Kadınların sakat kalmalarına ve ölmelerine yol açan nedenlerin başında kadına yönelik aile içi şiddet gelmektedir. Ayrıca bu şiddet kadınların iş gücü kaybına, sağlık hizmetlerine başvuru sıklıklarının artmasına neden olarak ekonomik kayba da yol açmaktadır. Bu özellikleri ile kadına yönelik şiddet, bir halk sağlığı sorunu olarak da kabul edilmektedir.
Kadına Yönelik Şiddet: Kadının fiziksel, cinsel veya psikolojik zarar görmesiyle veya acı çekmesiyle sonuçlanan veya sonuçlanması muhtemel olan hareketlerdir. İster kamusal, ister özel alanda olsun kadına yönelik her türlü baskı yöntemi şiddettir.
Fiziksel Şiddet: Tokat atmak, dövmek, vurmak, itmek, ısırmak, kemiklerini kırmak, duvara vurmak, saç çekmek, tekmelemek, bıçak çekmek, yaralamak, yakmak, boğazlamak, silahla yaralamak, öldürmeye kalkışmak vb.
Sözel Şiddet: Aşağılayıcı sözler söylemek, zaafları ile alay etmek,aşırı genellemeler yapmak,suçlamak,küfür etmek,küçük düşürmek,hakaret etmek, kadını tehdit etmek vb.

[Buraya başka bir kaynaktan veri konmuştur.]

use anyhow::{Result, anyhow};
use chrono::Utc;
use comfy_table::{
    Attribute, Cell, CellAlignment, Color, ContentArrangement, Table, modifiers::UTF8_ROUND_CORNERS,
    presets::UTF8_BORDERS_ONLY,
};
use tracing::info;

use crate::controller::Controller;
use crate::data_service::DataService;
use crate::models::DateRange;
use crate::transport::Transport;

pub struct ReportOptions {
    /// Coin display name; the first listed coin when absent.
    pub coin: Option<String>,
    pub days: i64,
    pub csv: bool,
}

// Maps an index value (0-100) onto a red → green ramp.
fn sentiment_color(value: f64) -> Color {
    let ratio = (value / 100.0).clamp(0.0, 1.0);
    Color::Rgb {
        r: (255.0 * (1.0 - ratio)) as u8,
        g: (255.0 * ratio) as u8,
        b: 0,
    }
}

pub fn build_table(controller: &Controller) -> Table {
    let state = controller.state();

    let mut table = Table::new();
    table
        .load_preset(UTF8_BORDERS_ONLY)
        .apply_modifier(UTF8_ROUND_CORNERS)
        .set_content_arrangement(ContentArrangement::Dynamic)
        .set_header(vec![
            Cell::new("Date").add_attribute(Attribute::Bold),
            Cell::new("Price")
                .add_attribute(Attribute::Bold)
                .set_alignment(CellAlignment::Right),
            Cell::new("Fear & Greed")
                .add_attribute(Attribute::Bold)
                .set_alignment(CellAlignment::Right),
            Cell::new("Classification").add_attribute(Attribute::Bold),
        ]);

    for (price, fng) in state.prices.iter().zip(&state.fear_greed) {
        table.add_row(vec![
            Cell::new(&price.label).fg(Color::DarkGrey),
            Cell::new(format!("{:.2}", price.value))
                .fg(Color::Cyan)
                .set_alignment(CellAlignment::Right),
            Cell::new(fng.value)
                .fg(sentiment_color(fng.value))
                .set_alignment(CellAlignment::Right),
            Cell::new(&fng.classification),
        ]);
    }

    table
}

fn correlation_line(controller: &Controller) -> String {
    match controller.state().correlation {
        Some(c) => format!("Pearson: {:.4}   P Value: {}", c.pearson, c.p_value),
        None => "No correlation available".to_string(),
    }
}

/// Headless mount → select → fetch (→ export), printing the result as a table.
pub async fn run<T: Transport>(service: &DataService<T>, options: ReportOptions) -> Result<()> {
    let now = Utc::now().timestamp();
    let mut controller = Controller::new(now);

    let (ticket, token) = controller.begin_load_coins();
    let coins = service.get_coins(&token).await;
    controller.apply_coins(ticket, coins);
    bail_on_error(&controller)?;

    if let Some(name) = &options.coin {
        if !controller.select_coin_by_name(name) {
            return Err(anyhow!("Unknown coin: {}", name));
        }
    }
    let days = options.days.max(1);
    let start = days
        .checked_mul(DateRange::DAY_SECS)
        .and_then(|span| now.checked_sub(span))
        .ok_or_else(|| anyhow!("--days out of range: {}", days))?;
    controller.set_start(start);
    controller.set_end(now);

    let (ticket, request, token) = controller
        .begin_fetch()
        .ok_or_else(|| anyhow!("No coins available"))?;
    let chart = service.get_chart_data(&request, &token).await;
    controller.apply_chart_data(ticket, chart);
    bail_on_error(&controller)?;

    let coin_name = controller
        .state()
        .current_coin()
        .map(|c| c.name.clone())
        .unwrap_or_default();

    if controller.state().prices.is_empty() {
        println!("No data found for {}.", coin_name);
    } else {
        println!("\n{} - last {} day(s)\n{}", coin_name, days, build_table(&controller));
    }
    println!("{}", correlation_line(&controller));

    if options.csv {
        if let Some((ticket, request, token)) = controller.begin_export() {
            let saved = service.export_csv(&request, &token).await;
            controller.apply_export(ticket, saved);
            bail_on_error(&controller)?;
        }
        if let Some(path) = &controller.state().last_export {
            info!(path = %path.display(), "report exported");
            println!("CSV saved to {}", path.display());
        }
    }

    Ok(())
}

fn bail_on_error(controller: &Controller) -> Result<()> {
    match &controller.state().error {
        Some(reason) => Err(anyhow!("{}", reason)),
        None => Ok(()),
    }
}

#[cfg(test)]
mod tests {
    use super::*;
    use crate::config::Endpoints;
    use crate::rest_api::RestApi;
    use crate::storage_utils::AsyncStorageManager;
    use crate::transport::stub::StubTransport;
    use serde_json::json;

    fn loaded_controller() -> Controller {
        let mut controller = Controller::new(1_700_086_400);
        let (ticket, _) = controller.begin_load_coins();
        controller.apply_coins(
            ticket,
            Ok(vec![crate::models::Coin {
                id: "bitcoin".into(),
                symbol: "btc".into(),
                name: "Bitcoin".into(),
            }]),
        );
        controller
    }

    #[test]
    fn table_has_one_row_per_point() {
        let mut controller = loaded_controller();
        let (ticket, _, _) = controller.begin_fetch().unwrap();
        let chart = crate::convert::combined_response_to_chart_data(
            serde_json::from_value(json!({
                "p_value": 0.1, "pearson": 0.9,
                "data": [
                    {"time": 1700000000000u64, "price": 1.0,
                     "fear_greed": {"value": 10, "value_classification": "Extreme Fear"}},
                    {"time": 1700086400000u64, "price": 2.0,
                     "fear_greed": {"value": 90, "value_classification": "Extreme Greed"}}
                ]
            }))
            .unwrap(),
        );
        controller.apply_chart_data(ticket, Ok(chart));

        let rendered = build_table(&controller).to_string();
        assert!(rendered.contains("14-11-23"));
        assert!(rendered.contains("Extreme Greed"));
        assert_eq!(correlation_line(&controller), "Pearson: 0.9000   P Value: 0.1");
    }

    #[test]
    fn sentiment_colors_span_red_to_green() {
        assert_eq!(sentiment_color(0.0), Color::Rgb { r: 255, g: 0, b: 0 });
        assert_eq!(sentiment_color(100.0), Color::Rgb { r: 0, g: 255, b: 0 });
    }

    async fn coins_only_service(tag: &str) -> (DataService<StubTransport>, std::path::PathBuf) {
        let stub = StubTransport::new().json(
            "/coins",
            json!([{"id": "bitcoin", "symbol": "btc", "name": "Bitcoin"}]),
        );
        let dir = std::env::temp_dir().join(format!("fng-report-{}-{}", tag, std::process::id()));
        let service = DataService::new(
            RestApi::new(stub, Endpoints::default()),
            AsyncStorageManager::new(&dir).await.unwrap(),
        );
        (service, dir)
    }

    #[tokio::test]
    async fn unknown_coin_is_an_error() {
        let (service, dir) = coins_only_service("unknown").await;

        let options = ReportOptions {
            coin: Some("Dogecoin".into()),
            days: 1,
            csv: false,
        };
        let err = run(&service, options).await.unwrap_err();
        assert_eq!(err.to_string(), "Unknown coin: Dogecoin");

        let _ = tokio::fs::remove_dir_all(dir).await;
    }

    #[tokio::test]
    async fn huge_day_count_is_an_error_not_a_panic() {
        let (service, dir) = coins_only_service("days").await;

        let options = ReportOptions {
            coin: None,
            days: i64::MAX / 1000,
            csv: false,
        };
        let err = run(&service, options).await.unwrap_err();
        assert!(err.to_string().starts_with("--days out of range"));
        // Nothing beyond the coin list was requested.
        assert_eq!(service_calls(&service), vec!["/coins".to_string()]);

        let _ = tokio::fs::remove_dir_all(dir).await;
    }

    fn service_calls(service: &DataService<StubTransport>) -> Vec<String> {
        service.transport().calls().into_iter().map(|(path, _)| path).collect()
    }
}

Ekonomik Şiddet: Evin masraflarını karşılamamak,aile bireylerine gerekli harçlığı vermemek,eşin çalışmasına izin vermemek,çalışan eşin parasını elinden almak vb.
Psikolojik Şiddet: Eşle doğrudan iletişimi kesmek, onunla konuşmamak, surat asmak, eşin kendisini ifade etmesini, görüş ve düşüncelerini açıklamasını engellemek, zaaflarıyla alay etmek, kadını sürekli eleştirmek vb.